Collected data
□ □ □

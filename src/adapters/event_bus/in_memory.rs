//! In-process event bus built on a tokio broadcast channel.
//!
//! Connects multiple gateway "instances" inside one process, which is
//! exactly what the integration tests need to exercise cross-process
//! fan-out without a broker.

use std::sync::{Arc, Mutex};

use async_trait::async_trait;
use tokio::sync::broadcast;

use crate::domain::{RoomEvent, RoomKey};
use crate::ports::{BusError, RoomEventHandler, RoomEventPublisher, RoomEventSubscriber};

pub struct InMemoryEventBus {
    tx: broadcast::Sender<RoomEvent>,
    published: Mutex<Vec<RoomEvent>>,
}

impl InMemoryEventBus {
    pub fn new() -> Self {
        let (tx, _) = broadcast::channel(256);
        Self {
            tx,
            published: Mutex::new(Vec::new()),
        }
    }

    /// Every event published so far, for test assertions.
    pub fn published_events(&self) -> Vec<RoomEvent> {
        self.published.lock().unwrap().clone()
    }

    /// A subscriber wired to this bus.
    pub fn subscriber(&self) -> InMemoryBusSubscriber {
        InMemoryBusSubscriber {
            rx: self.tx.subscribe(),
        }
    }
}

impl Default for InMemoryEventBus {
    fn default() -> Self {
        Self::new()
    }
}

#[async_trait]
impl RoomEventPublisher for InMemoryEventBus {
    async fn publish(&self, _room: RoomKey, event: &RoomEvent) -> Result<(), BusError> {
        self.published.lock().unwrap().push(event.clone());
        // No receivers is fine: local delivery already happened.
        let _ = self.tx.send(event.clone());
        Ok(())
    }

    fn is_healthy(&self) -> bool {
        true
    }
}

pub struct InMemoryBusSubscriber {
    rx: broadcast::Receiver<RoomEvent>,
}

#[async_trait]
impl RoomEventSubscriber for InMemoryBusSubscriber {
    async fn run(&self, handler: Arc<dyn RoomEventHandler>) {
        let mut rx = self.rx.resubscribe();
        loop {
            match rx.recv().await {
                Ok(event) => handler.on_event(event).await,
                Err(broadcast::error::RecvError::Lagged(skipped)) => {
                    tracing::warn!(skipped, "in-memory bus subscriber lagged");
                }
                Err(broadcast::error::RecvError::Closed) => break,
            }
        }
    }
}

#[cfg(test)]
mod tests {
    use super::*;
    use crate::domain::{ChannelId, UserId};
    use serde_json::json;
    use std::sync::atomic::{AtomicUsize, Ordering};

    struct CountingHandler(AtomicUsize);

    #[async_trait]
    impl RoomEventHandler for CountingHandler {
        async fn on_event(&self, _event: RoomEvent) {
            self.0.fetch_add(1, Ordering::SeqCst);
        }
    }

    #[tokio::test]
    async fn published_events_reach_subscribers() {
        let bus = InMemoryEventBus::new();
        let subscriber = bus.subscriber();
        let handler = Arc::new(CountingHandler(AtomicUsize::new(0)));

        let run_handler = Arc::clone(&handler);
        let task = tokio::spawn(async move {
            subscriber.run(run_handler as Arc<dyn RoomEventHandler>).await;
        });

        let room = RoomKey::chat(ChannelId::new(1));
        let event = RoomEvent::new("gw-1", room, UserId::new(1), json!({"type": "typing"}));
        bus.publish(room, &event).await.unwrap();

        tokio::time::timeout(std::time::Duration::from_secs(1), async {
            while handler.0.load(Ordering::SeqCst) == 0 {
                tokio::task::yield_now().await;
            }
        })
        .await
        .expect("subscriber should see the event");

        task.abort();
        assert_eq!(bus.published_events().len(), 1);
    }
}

□ □ □

Exercise aim>
Each line above where the word "tests" occurs should be copied out.

Response to this exercise>
//! exactly what the integration tests need to exercise cross-process
mod tests {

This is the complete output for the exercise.